1952 puzzle video game

Checkers, also called Draughts, is a 1952 video game developed by British computer scientist Christopher Strachey. It is one of the first computer programs in the early history of video games, possibly the first game to display visuals on an electronic screen, and the first game written for a general-purpose computer. It first became operational during the summer of that year on the Ferranti Mark 1 computer at the University of Manchester. In Checkers, the player competes against a rudimentary artificial intelligence in a simulation of the board game of the same name; the game ends when all of either player's pieces have been captured or obstructed by the opponent.

Checkers began development in early 1951 when Strachey joined the National Physical Laboratory, which had just succeeded in building a prototype computer called the Pilot ACE, based on Alan Turing's Automatic Computing Engine. To familiarize himself with programming on this machine, Strachey wrote a game inspired by the article A Theory of Chess and Noughts and Crosses, published in 1950. He was also influenced in his choice by Charles Babbage's analytical engine and proposals for chess and checkers games. Programming errors, however, prevented it from functioning correctly, and the prototype's memory was insufficient to run the game properly.
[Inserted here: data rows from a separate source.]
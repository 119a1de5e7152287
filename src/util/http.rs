use axum::http::{header::InvalidHeaderValue, HeaderValue};
use base64::{engine::general_purpose::STANDARD, Engine};
use displaydoc::Display;
use std::result::Result as StdResult;
use thiserror::Error;

#[derive(Debug, Error, Display)]
pub enum Error {
    /// Invalid Header Value: {0}
    InvalidHeader(#[from] InvalidHeaderValue),
}

pub type Result<T> = StdResult<T, Error>;

/// The value of an `Authorization` header for HTTP basic auth
pub fn basic_auth(user: &str, password: &str) -> String {
    let token = STANDARD.encode(format!("{}:{}", user, password));
    format!("Basic {}", token)
}

/// The last path segment of a URL, without query or fragment
pub fn filename_from_url(url: &str) -> &str {
    let end = url.find(|c| c == '?' || c == '#').unwrap_or(url.len());
    let path = &url[..end];
    path.rsplit('/').next().unwrap_or(path)
}

/// A `Content-Disposition` header that asks the browser to save the response
///
/// Quotes and control characters can't appear in a quoted filename, they
/// are replaced with `_`.
pub fn attachment_disposition(filename: &str) -> Result<HeaderValue> {
    let sanitized: String = filename
        .chars()
        .map(|c| if c == '"' || c == '\\' || c.is_control() { '_' } else { c })
        .collect();
    let value = format!("attachment; filename=\"{}\"", sanitized);
    Ok(HeaderValue::from_str(&value)?)
}
//! # Misc utilities
//!
//! This module contains some utilities that are used but not specific to the Jira proxy.
pub mod http;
In the spring of 1952, Strachey learned that the University of Manchester owned the Ferranti Mark 1, a computer more powerful than the ACE. He then went to the Computing Machine Laboratory in Manchester, where he met Turing. Encouraged by him, Strachey made numerous improvements to Checkers, which by July 1952 was running at a playable speed. Later that year at a conference in Toronto, Canada, Strachey described Checkers to Arthur Samuel, prompting him to develop his own version on the IBM 701.

== Gameplay ==
Checkers simulates a game of English draughts on a monochrome display. It uses a simple heuristic and calculates the next three to four moves; on each turn, it computes all possible positions to choose the strongest one. It also considers other parameters, such as the value of kings, which are assigned a value three times higher than that of a regular piece, while progress is displayed on a cathode-ray tube. Strachey modified two of the computer's screens, originally intended for monitoring the system's operations, to instead display a bitboard with the positions of pieces or kings. The white squares are numbered from one to 31, and the program uses three 32-bit variables to list the positions of pieces or kings for each color. Played matches are recorded by a teleprinter.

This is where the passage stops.